Die Menschenrechtsorganisation European Center for Constitutional and Human Rights (ECCHR) nannte den Gerichtsbeschluss einen "Schlag ins Gesicht der Opfer". ECCHR-Generalsekretär Wolfgang Kaleck erklärte in Berlin: "Die jahrzehntelange Blockadehaltung zur Aufarbeitung des Unrechtssystems in der Colonia Dignidad muss von höchster Stelle politisch beendet werden." Die Organisation hatte 2011 mit der Kooperationsanwältin Petra Schlagenhauf Strafanzeige gegen Hopp bei der Staatsanwaltschaft Krefeld eingereicht.
Demonstrationen gegen Hopp
Dagegen betonte Hopps Verteidiger Roubicek, der Gerichtsbeschluss gebe seinem Mandanten Recht "und damit auch hoffentlich Hartmut Hopp zunächst insofern seine Würde zurück". Sein Mandant sei "in Krefeld gemieden, beschimpft und vom täglichen Leben in seinem sozialen Umfeld ausgegrenzt" worden.

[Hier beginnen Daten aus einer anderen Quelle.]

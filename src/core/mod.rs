pub mod context;
pub mod health;
pub mod host;
pub mod route;
pub mod route_cache;
pub mod selector;
pub mod state;

pub use state::GatewayState;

Vor seiner Haustür habe es Demonstrationen gegeben.
Die Colonia Dignidad diente während der Militärdiktatur in Chile (1973-1990) als Folterzentrum des Geheimdienstes. Seit Jahrzehnten sorgt die Sektensiedlung wegen weiterer dort begangener Verbrechen wie sexuellem Missbrauch und illegalem Waffenhandel für Schlagzeilen.